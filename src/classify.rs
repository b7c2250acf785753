//! Candidate classifier — cheap tiered filter deciding whether a message
//! is worth the extraction call.
//!
//! Tiers short-circuit in order: blocked sender, known shipping sender,
//! tracking keyword, carrier-name mention. Only the last tier touches the
//! carrier vocabulary, so obviously irrelevant mail never populates the
//! cache.

use std::sync::Arc;

use tracing::debug;

use crate::carriers::CarrierRegistry;
use crate::jmap::EmailMessage;

/// Senders that are transactional but never shipping-related; these are
/// rejected even when the body happens to contain tracking keywords.
const BLOCKED_SENDERS: &[&str] = &[
    "@paypal.",
    "@stripe.com",
    "@interac.ca",
    "@uber.com",
    "@lyft.com",
    "@doordash.com",
    "@ubereats.com",
    "@skipthedishes.",
    "@instacart.",
    "notifications@github.com",
];

/// Known carrier and shipping-platform sender domains; auto-accept.
const CARRIER_SENDERS: &[&str] = &[
    "@amazon.",
    "@ups.com",
    "@fedex.com",
    "@usps.com",
    "@dhl.com",
    "@canadapost.",
    "@purolator.com",
    "@intelcom.",
    "@shopify.com",
    "@shop.app",
    "@narvar.com",
    "@aftership.com",
];

/// Phrases that mark shipping notifications from unknown senders.
const TRACKING_KEYWORDS: &[&str] = &[
    "tracking",
    "shipped",
    "out for delivery",
    "tracking number",
    "order shipped",
    "in transit",
    "shipment",
    "estimated delivery",
    "delivery confirmation",
    "package",
];

/// Tiered tracking-candidate classifier.
pub struct CandidateClassifier {
    registry: Arc<CarrierRegistry>,
    blocked_senders: Vec<String>,
    carrier_senders: Vec<String>,
    keywords: Vec<String>,
}

impl CandidateClassifier {
    pub fn new(registry: Arc<CarrierRegistry>) -> Self {
        Self {
            registry,
            blocked_senders: BLOCKED_SENDERS.iter().map(|s| s.to_string()).collect(),
            carrier_senders: CARRIER_SENDERS.iter().map(|s| s.to_string()).collect(),
            keywords: TRACKING_KEYWORDS.iter().map(|s| s.to_string()).collect(),
        }
    }

    /// Whether this email is worth the extraction call.
    pub async fn is_candidate(&self, email: &EmailMessage) -> bool {
        let from = email.from.to_lowercase();

        // Tier 1: blocked senders lose outright, keywords or not.
        if self.blocked_senders.iter().any(|s| from.contains(s)) {
            debug!(from = %email.from, "Sender is blocked, rejecting");
            return false;
        }

        // Tier 2: known carrier/shipping senders auto-pass.
        if self.carrier_senders.iter().any(|s| from.contains(s)) {
            return true;
        }

        // Tier 3: keyword match in subject or body.
        let text = format!("{} {}", email.subject, email.text_body).to_lowercase();
        if self.keywords.iter().any(|k| text.contains(k)) {
            return true;
        }

        // Tier 4: a known carrier's display name mentioned as a whole
        // word anywhere in the subject or body.
        for pattern in self.registry.name_patterns().await {
            if pattern.is_match(&text) {
                debug!(from = %email.from, "Carrier name mention, accepting");
                return true;
            }
        }

        false
    }
}

#[cfg(test)]
mod tests {
    use super::*;
    use crate::carriers::registry::CarrierEntry;

    fn registry() -> Arc<CarrierRegistry> {
        Arc::new(CarrierRegistry::with_entries(vec![
            CarrierEntry {
                code: "puro".into(),
                name: "Purolator".into(),
            },
            CarrierEntry {
                code: "cp".into(),
                name: "Canada Post".into(),
            },
        ]))
    }

    fn email(from: &str, subject: &str, body: &str) -> EmailMessage {
        EmailMessage {
            id: "m1".into(),
            from: from.into(),
            subject: subject.into(),
            text_body: body.into(),
            received_at: None,
        }
    }

    #[tokio::test]
    async fn accepts_known_carrier_senders() {
        let classifier = CandidateClassifier::new(registry());
        assert!(
            classifier
                .is_candidate(&email(
                    "shipment-tracking@amazon.com",
                    "Your order",
                    "Here is your order confirmation.",
                ))
                .await
        );
        assert!(
            classifier
                .is_candidate(&email("noreply@ups.com", "Delivery update", ""))
                .await
        );
    }

    #[tokio::test]
    async fn carrier_sender_match_is_case_insensitive() {
        let classifier = CandidateClassifier::new(registry());
        assert!(
            classifier
                .is_candidate(&email("noreply@FedEx.com", "Update", ""))
                .await
        );
    }

    #[tokio::test]
    async fn matches_amazon_subdomains() {
        let classifier = CandidateClassifier::new(registry());
        assert!(
            classifier
                .is_candidate(&email("ship-confirm@amazon.co.uk", "Your order", ""))
                .await
        );
    }

    #[tokio::test]
    async fn accepts_keywords_in_subject_or_body() {
        let classifier = CandidateClassifier::new(registry());
        assert!(
            classifier
                .is_candidate(&email(
                    "orders@somestore.com",
                    "Your order has shipped!",
                    "Thank you for your purchase.",
                ))
                .await
        );
        assert!(
            classifier
                .is_candidate(&email(
                    "orders@somestore.com",
                    "Order confirmation",
                    "Your tracking number is 1Z999AA10123456784",
                ))
                .await
        );
        assert!(
            classifier
                .is_candidate(&email(
                    "orders@somestore.com",
                    "YOUR ORDER HAS SHIPPED",
                    "",
                ))
                .await
        );
        assert!(
            classifier
                .is_candidate(&email("orders@somestore.com", "Your package is in transit", ""))
                .await
        );
    }

    #[tokio::test]
    async fn blocked_sender_beats_keywords() {
        let classifier = CandidateClassifier::new(registry());
        assert!(
            !classifier
                .is_candidate(&email(
                    "receipts@paypal.com",
                    "Your payment",
                    "Your package tracking details are attached.",
                ))
                .await
        );
    }

    #[tokio::test]
    async fn accepts_carrier_name_mention_as_whole_word() {
        let classifier = CandidateClassifier::new(registry());
        assert!(
            classifier
                .is_candidate(&email(
                    "orders@somestore.com",
                    "Your order is on its way",
                    "Handed to Purolator for final-mile service.",
                ))
                .await
        );
    }

    #[tokio::test]
    async fn rejects_unrelated_mail() {
        let classifier = CandidateClassifier::new(registry());
        assert!(
            !classifier
                .is_candidate(&email(
                    "newsletter@example.com",
                    "Weekly digest",
                    "Here are this week's top stories.",
                ))
                .await
        );
        assert!(
            !classifier
                .is_candidate(&email(
                    "marketing@store.com",
                    "50% off sale!",
                    "Don't miss our biggest sale of the year.",
                ))
                .await
        );
    }
}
● ● ● ● ● ● ●
Filter the records above for "extraction" and copy every matching line.

Reply
//! is worth the extraction call.
    /// Whether this email is worth the extraction call.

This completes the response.